Personal information
- Born: March 22, 2001 (age 25) Gilmer, Texas, U.S.
- Listed height: 6 ft 0 in (1.83 m)
- Listed weight: 212 lb (96 kg)

Career information
- High school: Gilmer
- College: Houston Baptist (2019–2020) Middle Tennessee (2021–2023)
- NFL draft: 2024: undrafted

Career history
- New Orleans Saints (2024–2025)*; Dallas Renegades (2026); Green Bay Packers (2026)*;
- * Offseason or practice squad member only
- Stats at Pro Football Reference

= Tra Fluellen =

American football player (born 2001)

Travion "Tra" Fluellen (/fluːˈɛlən/ floo-ELL-ən; born March 22, 2001) is an American professional football safety. He played college football for the Houston Baptist Huskies and the Middle Tennessee Blue Raiders.

==Early life==
Travion Fluellen was born on March 22, 2001, in Gilmer, Texas. He attended Gilmer High School in Gilmer, Texas, where he participated in football, basketball, and track. During his senior year, Fluellen recorded 46 receptions for 1,006 yards as a wide receiver.

==College career==
Fluellen enrolled at Houston Baptist University, playing as a safety from 2019 to 2020. In his freshman year (2019), he recorded 101 tackles and 2 interceptions, and getting a place on the HERO Sports Freshman All-America First Team and a finalist position for the Jerry Rice Award. In 2020, he contributed 25 tackles and 1 interception.

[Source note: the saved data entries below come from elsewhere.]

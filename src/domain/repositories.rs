//! Repository trait definitions
//!
//! These traits define the contract for data access.
//! Implementations live in the infrastructure layer.

use async_trait::async_trait;
use chrono::{DateTime, Utc};
use serde::{Deserialize, Serialize};

use super::{DomainError, Frequency, NotificationPreferences, TeamRole};

/// Profile data for API responses
#[derive(Debug, Clone, Serialize)]
pub struct Profile {
    pub id: String,
    pub username: String,
    pub display_name: Option<String>,
    pub avatar_url: Option<String>,
    pub bio: Option<String>,
    pub theme: String,
    pub notification_preferences: NotificationPreferences,
    /// UTC offset text such as `+02:00`; stats use it to find "today"
    pub timezone: Option<String>,
    pub xp: i64,
    pub level: i32,
    pub coins: i64,
    pub created_at: String,
    pub updated_at: String,
}

/// Profile fields the owner may change. `None` leaves the stored value;
/// an empty string clears `avatar_url`, `bio` and `timezone`.
#[derive(Debug, Clone, Default, Deserialize)]
pub struct ProfileUpdate {
    pub username: Option<String>,
    pub display_name: Option<String>,
    pub avatar_url: Option<String>,
    pub bio: Option<String>,
    pub theme: Option<String>,
    pub notification_preferences: Option<NotificationPreferences>,
    pub timezone: Option<String>,
}

/// One row of the leaderboard
#[derive(Debug, Clone, Serialize)]
pub struct LeaderboardEntry {
    pub user_id: String,
    pub username: String,
    pub display_name: Option<String>,
    pub avatar_url: Option<String>,
    pub xp: i64,
    pub level: i32,
    pub highest_streak: i32,
}

#[async_trait]
pub trait ProfileRepository: Send + Sync {
    async fn find_by_id(&self, id: &str) -> Result<Option<Profile>, DomainError>;

    /// Insert a fresh profile (level 1, xp 0, coins 0) unless one exists,
    /// then return the stored row.
    async fn provision(&self, id: &str, username: &str) -> Result<Profile, DomainError>;

    async fn update(&self, id: &str, update: ProfileUpdate) -> Result<Profile, DomainError>;

    /// Atomically add `amount` coins (single increment expression).
    async fn credit_coins(&self, id: &str, amount: i64) -> Result<Profile, DomainError>;

    /// Atomically subtract `amount` coins if the balance covers it.
    /// Fails with `InsufficientCoins` and changes nothing otherwise.
    async fn debit_coins(&self, id: &str, amount: i64) -> Result<Profile, DomainError>;

    /// Profiles ordered by xp descending, with their highest habit streak
    async fn leaderboard(&self, limit: u64) -> Result<Vec<LeaderboardEntry>, DomainError>;
}

/// Habit data for API responses
#[derive(Debug, Clone, Serialize)]
pub struct Habit {
    pub id: String,
    pub user_id: String,
    pub title: String,
    pub description: Option<String>,
    pub category: Option<String>,
    pub priority: i32,
    pub scheduled_time: Option<String>,
    pub duration_minutes: i32,
    pub frequency: Frequency,
    pub streak: i32,
    pub last_completion_date: Option<DateTime<Utc>>,
    pub coin_reward: i64,
    pub streak_recovery_cost: i64,
    pub streak_breaks_count: i32,
    pub total_completions: i32,
    pub theme: Option<String>,
    pub created_at: String,
    pub updated_at: String,
}

/// Validated habit fields, shared by create and edit
#[derive(Debug, Clone, PartialEq)]
pub struct HabitFields {
    pub title: String,
    pub description: Option<String>,
    pub category: Option<String>,
    pub priority: i32,
    pub scheduled_time: Option<String>,
    pub duration_minutes: i32,
    pub frequency: Frequency,
    pub theme: Option<String>,
}

/// Input for creating a habit
#[derive(Debug, Clone)]
pub struct NewHabit {
    pub user_id: String,
    pub fields: HabitFields,
    pub coin_reward: i64,
    pub streak_recovery_cost: i64,
}

/// Result of a completion write
#[derive(Debug, Clone)]
pub struct CompletionRecord {
    pub habit: Habit,
    pub log_id: String,
}

#[async_trait]
pub trait HabitRepository: Send + Sync {
    /// All habits of one owner, by priority then title
    async fn find_by_owner(&self, user_id: &str) -> Result<Vec<Habit>, DomainError>;

    async fn find_by_id(&self, id: &str) -> Result<Option<Habit>, DomainError>;

    async fn create(&self, input: NewHabit) -> Result<Habit, DomainError>;

    /// Overwrite the editable fields. With `break_streak`, the same write
    /// sets streak to 0 and increments streak_breaks_count.
    async fn update(
        &self,
        id: &str,
        fields: HabitFields,
        break_streak: bool,
    ) -> Result<Habit, DomainError>;

    /// Delete a habit owned by `user_id`. Returns whether a row was removed.
    async fn delete(&self, id: &str, user_id: &str) -> Result<bool, DomainError>;

    /// In one transaction: streak + 1, total + 1, last completion = `at`,
    /// and a completion log row carrying `coins_earned`.
    async fn record_completion(
        &self,
        id: &str,
        user_id: &str,
        at: DateTime<Utc>,
        coins_earned: i64,
    ) -> Result<CompletionRecord, DomainError>;

    /// In one transaction: streak_breaks_count + 1 (only if the habit still has
    /// a zero streak and `expected_breaks` breaks) and a conditional debit of
    /// `cost` coins from the owner. Nothing is written when either fails.
    async fn record_recovery(
        &self,
        id: &str,
        user_id: &str,
        expected_breaks: i32,
        cost: i64,
    ) -> Result<Charged<Habit>, DomainError>;
}

/// A record created or changed together with a coin debit, plus the
/// owner's profile as it stands after the debit.
#[derive(Debug, Clone)]
pub struct Charged<T> {
    pub value: T,
    pub profile: Profile,
}

/// Team data for API responses
#[derive(Debug, Clone, Serialize)]
pub struct Team {
    pub id: String,
    pub name: String,
    pub description: Option<String>,
    pub created_by: String,
    pub created_at: String,
    pub member_count: u64,
}

#[derive(Debug, Clone, Serialize)]
pub struct TeamMember {
    pub id: String,
    pub team_id: String,
    pub user_id: String,
    pub username: Option<String>,
    pub role: TeamRole,
    pub joined_at: String,
}

/// Team and the creator's leader membership
#[derive(Debug, Clone, Serialize)]
pub struct FoundedTeam {
    pub team: Team,
    pub leader: TeamMember,
}

#[derive(Debug, Clone)]
pub struct NewTeam {
    pub name: String,
    pub description: Option<String>,
    pub created_by: String,
}

#[async_trait]
pub trait TeamRepository: Send + Sync {
    /// All teams, optionally filtered by a case-insensitive name fragment
    async fn find_all(&self, search: Option<String>) -> Result<Vec<Team>, DomainError>;

    async fn find_by_id(&self, id: &str) -> Result<Option<Team>, DomainError>;

    async fn members(&self, team_id: &str) -> Result<Vec<TeamMember>, DomainError>;

    async fn find_membership(
        &self,
        team_id: &str,
        user_id: &str,
    ) -> Result<Option<TeamMember>, DomainError>;

    /// In one transaction: team row, leader membership, debit of `fee`.
    async fn create_with_leader(
        &self,
        input: NewTeam,
        fee: i64,
    ) -> Result<Charged<FoundedTeam>, DomainError>;

    /// In one transaction: membership row with `role`, debit of `fee`.
    /// Rejects an existing membership without charging.
    async fn add_member(
        &self,
        team_id: &str,
        user_id: &str,
        role: TeamRole,
        fee: i64,
    ) -> Result<Charged<TeamMember>, DomainError>;
}

/// Goal declared by a user; its category keys habit categories
#[derive(Debug, Clone, Serialize)]
pub struct UserGoal {
    pub id: String,
    pub user_id: String,
    pub category: String,
    pub description: Option<String>,
    pub target: Option<String>,
    pub created_at: String,
}

#[derive(Debug, Clone, Deserialize)]
pub struct NewGoal {
    pub category: String,
    pub description: Option<String>,
    pub target: Option<String>,
}

#[async_trait]
pub trait GoalRepository: Send + Sync {
    async fn find_by_owner(&self, user_id: &str) -> Result<Vec<UserGoal>, DomainError>;

    async fn create(&self, user_id: &str, input: NewGoal) -> Result<UserGoal, DomainError>;
}

/// Catalog entry used to seed a habit during onboarding
#[derive(Debug, Clone, Serialize)]
pub struct HabitTemplate {
    pub id: String,
    pub title: String,
    pub description: Option<String>,
    pub category: Option<String>,
    pub frequency: Frequency,
    pub duration_minutes: Option<i32>,
    pub theme: Option<String>,
}

#[async_trait]
pub trait TemplateRepository: Send + Sync {
    async fn find_all(&self) -> Result<Vec<HabitTemplate>, DomainError>;

    async fn find_by_id(&self, id: &str) -> Result<Option<HabitTemplate>, DomainError>;
}

/// Milestone tracked for a user
#[derive(Debug, Clone, Serialize)]
pub struct Achievement {
    pub id: String,
    pub user_id: String,
    #[serde(rename = "type")]
    pub achievement_type: String,
    pub tier: String,
    pub title: String,
    pub description: String,
    pub icon: String,
    /// Not yet counted when `None`
    pub progress: Option<i64>,
    pub target: i64,
    pub created_at: String,
    pub updated_at: String,
}

#[async_trait]
pub trait AchievementRepository: Send + Sync {
    async fn find_by_owner(&self, user_id: &str) -> Result<Vec<Achievement>, DomainError>;
}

In 2021, Fluellen transferred to Middle Tennessee State University (MTSU), where he played three seasons (2021–2023). At MTSU, he had 197 tackles, 3 interceptions, and 14 pass breakups. His senior year had inclusions on the Bronco Nagurski Watch List, Paycom Jim Thorpe Award Watch List, and Senior Bowl Watch List, as well as Honorable Mention All-Conference USA (CUSA) honors. He also received Honorable Mention All-CUSA in 2022 and was named to the Second Team PFF College All-CUSA. Fluellen served as a permanent team captain in 2023.

==Professional career==

Pre-draft measurables
| Height | Weight | Arm length | Hand span | Wingspan | Bench press |
| 6 ft 0+5⁄8 in (1.84 m) | 212 lb (96 kg) | 31 in (0.79 m) | 9+5⁄8 in (0.24 m) | 6 ft 3+7⁄8 in (1.93 m) | 16 reps |
All values from Pro Day

===New Orleans Saints===
After going unselected in the 2024 NFL draft, Fluellen signed with the New Orleans Saints as an undrafted free agent. He signed a reserve/future contract with New Orleans on January 6, 2025. On June 20, Fluellen was waived by the Saints.

===Dallas Renegades===
On January 13, 2026, Fluellen was selected by the Dallas Renegades in the 2026 UFL Draft.

===Green Bay Packers===
On August 11, 2026, Fluellen signed with the Green Bay Packers. He was waived on August 29.